Iraq army seizes ruins of Mosul mosque from ISIL

Abadi declares end of ISIL's 'state of falsehood' after troops take mosque where group proclaimed self-styled caliphate.

    Iraq's Prime Minister Haider al-Abadi says ISIL's "state of falsehood" has ended after Iraqi forces retook the wrecked landmark mosque in Mosul from where the armed group proclaimed its self-styled caliphate exactly three years ago.

    Seizing the 850-year-old Grand al-Nuri Mosque hands a symbolic victory to the Iraqi forces, who have been battling for more than eight months to recapture Mosul, the northern city that served as ISIL's de facto capital in Iraq.

    "The return of al-Nuri Mosque and al-Hadba minaret to the fold of the nation marks the end of the Daesh state of falsehood," Abadi said in a statement, using an Arabic acronym for ISIL, also known as ISIS.

    Iraqi authorities expect the battle to end in the coming days as the Islamic State of Iraq and the Levant (ISIL) group has been bottled up in a handful of neighbourhoods of the Old City.

    A large part of the mosque was blown up by the group last week.

    The mosque and its famed Al-Hadba (hunchback) leaning minaret were Mosul landmarks and also held major significance in the history of ISIL rule in Iraq.
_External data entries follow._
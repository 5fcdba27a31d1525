//! Confidence Classifier - margin between the two leading types.

use serde::{Deserialize, Serialize};
use std::fmt;

use super::scoring::ProbabilityDistribution;

/// Lead at or above which the result is `high`.
pub const HIGH_LEAD: f64 = 0.20;

/// Lead at or above which the result is `medium`.
pub const MEDIUM_LEAD: f64 = 0.07;

/// Absorbs representation error so that a lead of exactly 0.20 stays `high`.
const TOLERANCE: f64 = 1e-9;

/// Qualitative confidence in the Stage-1 result. Recomputed on demand.
#[derive(Debug, Clone, Copy, PartialEq, Eq, Hash, Serialize, Deserialize)]
#[serde(rename_all = "lowercase")]
pub enum ConfidenceBand {
    High,
    Medium,
    Low,
}

impl ConfidenceBand {
    /// Classifies a distribution by the gap between its top two shares.
    ///
    /// # Edge Cases
    /// - Fewer than two distinct values (e.g. uniform): `Low`
    /// - Boundaries are inclusive
    pub fn classify(probabilities: &ProbabilityDistribution) -> Self {
        match lead(probabilities) {
            Some(lead) if lead + TOLERANCE >= HIGH_LEAD => ConfidenceBand::High,
            Some(lead) if lead + TOLERANCE >= MEDIUM_LEAD => ConfidenceBand::Medium,
            _ => ConfidenceBand::Low,
        }
    }

    pub fn as_str(&self) -> &'static str {
        match self {
            ConfidenceBand::High => "high",
            ConfidenceBand::Medium => "medium",
            ConfidenceBand::Low => "low",
        }
    }

    pub fn is_high(&self) -> bool {
        matches!(self, ConfidenceBand::High)
    }
}

impl fmt::Display for ConfidenceBand {
    fn fmt(&self, f: &mut fmt::Formatter<'_>) -> fmt::Result {
        write!(f, "{}", self.as_str())
    }
}

/// Gap between the two largest shares, or `None` when the distribution has
/// fewer than two distinct values.
pub fn lead(probabilities: &ProbabilityDistribution) -> Option<f64> {
    let mut values: Vec<f64> = probabilities.values().copied().collect();
    values.sort_by(|a, b| b.total_cmp(a));

    let first = *values.first()?;
    let has_distinct = values.iter().any(|v| *v != first);
    if !has_distinct || values.len() < 2 {
        return None;
    }
    Some(first - values[1])
}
    READ MORE: Grand al-Nuri Mosque in Iraq's Mosul 'blown up' by ISIL

    Abu Bakr al-Baghdadi, the ISIL leader, appeared during Friday prayers at the mosque in 2014, soon after ISIL seized Iraq's second-largest city, calling on Muslims to obey him, in what remains his only known public appearance.

    Three years later, Baghdadi's fate and whereabouts remain unknown, and ISIL has lost much of the territory it overran in 2014.

    The fighters blew up the mosque and minaret on June 21 as they put up increasingly desperate resistance to the advance of Iraqi forces.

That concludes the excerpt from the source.